Generation and characterization of Tmeff2 mutant mice

► A Tmeff2 knock-in/null mouse line is generated (Tmeff2PLAP/PLAP). ► Tmeff2 mutant mice show growth retardation and die around weaning age. ► Tmeff2PLAP allele enables visualization of neuronal innervation with PLAP-staining. ► Tmeff2 mutant mice have normally developed central and peripheral nervous system. ► No in vivo evidence was found for a role of TMEFF2 as a tumor suppressor. TMEFF2 is a single-transmembrane protein containing one EGF-like and two follistatin-like domains. Some studies implicated TMEFF2 as a tumor suppressor for prostate and other cancers, whereas others reported TMEFF2 functioning as a growth factor for neurons and other cells.

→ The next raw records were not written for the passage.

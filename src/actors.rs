//! Actor rollup over the aggregated event list.
//!
//! Literal, case-sensitive substring scan of `title summary` for each known
//! actor. Counts every mention; only `statement` events update the last
//! statement fields, and the newest statement wins whatever the input order
//! (ties keep the first one seen).

use crate::ingest::types::{ActorStatus, CrisisEvent, EventCategory};
use std::collections::HashMap;

pub struct KnownActor {
    pub name: &'static str,
    pub flag: &'static str,
    pub role: &'static str,
}

const fn actor(name: &'static str, flag: &'static str, role: &'static str) -> KnownActor {
    KnownActor { name, flag, role }
}

pub const KNOWN_ACTORS: &[KnownActor] = &[
    actor("Biden", "🇺🇸", "US President"),
    actor("Trump", "🇺🇸", "US President"),
    actor("Netanyahu", "🇮🇱", "Israeli PM"),
    actor("Khamenei", "🇮🇷", "Supreme Leader"),
    actor("IRGC", "🇮🇷", "Islamic Revolutionary Guard"),
    actor("Raisi", "🇮🇷", "Iranian President"),
    actor("Pezeshkian", "🇮🇷", "Iranian President"),
    actor("Guterres", "🇺🇳", "UN Secretary-General"),
    actor("Zelenskyy", "🇺🇦", "Ukrainian President"),
    actor("Putin", "🇷🇺", "Russian President"),
    actor("Xi Jinping", "🇨🇳", "Chinese President"),
    actor("Macron", "🇫🇷", "French President"),
    actor("Erdogan", "🇹🇷", "Turkish President"),
    actor("MBS", "🇸🇦", "Saudi Crown Prince"),
    actor("Hezbollah", "🇱🇧", "Lebanese Militia"),
    actor("Hamas", "🇵🇸", "Palestinian Militant Group"),
    actor("Houthis", "🇾🇪", "Yemeni Armed Group"),
    actor("IDF", "🇮🇱", "Israel Defense Forces"),
    actor("Pentagon", "🇺🇸", "US Dept of Defense"),
    actor("NATO", "🏳️", "North Atlantic Treaty Org"),
];

/// First known actor named in `text`, in table order.
pub fn primary_actor(text: &str) -> Option<&'static str> {
    KNOWN_ACTORS
        .iter()
        .find(|a| text.contains(a.name))
        .map(|a| a.name)
}

pub fn extract_actors(events: &[CrisisEvent]) -> Vec<ActorStatus> {
    // name -> index into `out`, keeps first-seen order for equal counts
    let mut index: HashMap<&'static str, usize> = HashMap::new();
    let mut out: Vec<ActorStatus> = Vec::new();

    for ev in events {
        let text = format!("{} {}", ev.title, ev.summary);
        let is_statement = ev.category == EventCategory::Statement;

        for known in KNOWN_ACTORS {
            if !text.contains(known.name) {
                continue;
            }
            let slot = *index.entry(known.name).or_insert_with(|| {
                out.push(ActorStatus {
                    name: known.name.to_string(),
                    flag: known.flag.to_string(),
                    role: known.role.to_string(),
                    last_statement: None,
                    last_statement_time: None,
                    event_count: 0,
                });
                out.len() - 1
            });

            let status = &mut out[slot];
            status.event_count += 1;
            let newer = status
                .last_statement_time
                .map_or(true, |seen| ev.timestamp > seen);
            if is_statement && newer {
                status.last_statement = Some(ev.title.clone());
                status.last_statement_time = Some(ev.timestamp);
            }
        }
    }

    out.sort_by(|a, b| b.event_count.cmp(&a.event_count));
    out
}

#[cfg(test)]
mod tests {
    use super::*;
    use crate::ingest::types::{SourceTier, ThreatLevel};
    use chrono::{TimeZone, Utc};

    fn ev(title: &str, category: EventCategory, secs: i64) -> CrisisEvent {
        CrisisEvent {
            id: format!("t:{title}"),
            title: title.into(),
            summary: title.into(),
            category,
            level: ThreatLevel::Info,
            location: None,
            timestamp: Utc.timestamp_opt(secs, 0).unwrap(),
            source: "test".into(),
            source_tier: SourceTier::Public,
            url: None,
            actor: None,
            entities: None,
        }
    }

    #[test]
    fn statement_sets_last_statement_and_counts_all() {
        let events = vec![
            ev("Netanyahu warns of response", EventCategory::Statement, 200),
            ev("Netanyahu visits troops", EventCategory::Military, 100),
        ];
        let actors = extract_actors(&events);
        assert_eq!(actors.len(), 1);
        let n = &actors[0];
        assert_eq!(n.name, "Netanyahu");
        assert_eq!(n.event_count, 2);
        assert_eq!(n.last_statement.as_deref(), Some("Netanyahu warns of response"));
        assert_eq!(n.last_statement_time, Some(Utc.timestamp_opt(200, 0).unwrap()));
    }

    #[test]
    fn newest_statement_wins_in_either_order() {
        let newest_first = vec![
            ev("Netanyahu warns of response", EventCategory::Statement, 300),
            ev("Netanyahu says talks ongoing", EventCategory::Statement, 100),
        ];
        let mut oldest_first = newest_first.clone();
        oldest_first.reverse();

        for events in [newest_first, oldest_first] {
            let n = &extract_actors(&events)[0];
            assert_eq!(n.event_count, 2);
            assert_eq!(n.last_statement.as_deref(), Some("Netanyahu warns of response"));
            assert_eq!(n.last_statement_time, Some(Utc.timestamp_opt(300, 0).unwrap()));
        }
    }

    #[test]
    fn sorted_by_count_desc() {
        let events = vec![
            ev("Putin speaks", EventCategory::Statement, 3),
            ev("Hamas and IDF clash", EventCategory::Conflict, 2),
            ev("IDF update", EventCategory::Military, 1),
        ];
        let actors = extract_actors(&events);
        assert_eq!(actors[0].name, "IDF");
        assert_eq!(actors[0].event_count, 2);
        assert!(actors[0].last_statement.is_none());
        assert_eq!(actors.len(), 3);
    }

    #[test]
    fn matching_is_case_sensitive() {
        assert!(extract_actors(&[ev("nato summit", EventCategory::Diplomatic, 1)]).is_empty());
        assert_eq!(primary_actor("Talks with Trump and Putin"), Some("Trump"));
        assert_eq!(primary_actor("no one"), None);
    }
}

To gain insights into the apparently conflicting roles of TMEFF2, we generated a null allele of Tmeff2 gene by replacing its first coding exon with human placental alkaline phosphatase cDNA (Tmeff2PLAP). Tmeff2PLAP/PLAP homozygous mutant mice are born normal, but show growth retardation and die around weaning age. Tmeff2 is widely expressed in the nervous system, and the Tmeff2PLAP knock-in allele enables the visualization of neuronal innervations of skin and internal organs with a simple alkaline phosphatase staining. Tmeff2 is also highly expressed in prostate gland and white adipose tissues (WAT). However, with the exception of reduced WAT mass, extensive anatomical and molecular analyses failed to detect any structural or molecular abnormalities in the brain, the spinal cord, the enteric nervous system, or the prostate in the Tmeff2 mutants. No tumors were found in Tmeff2-mutant mice. The Tmeff2PLAP/PLAP knock-in mouse is an useful tool for studying the in vivo biological functions of TMEFF2.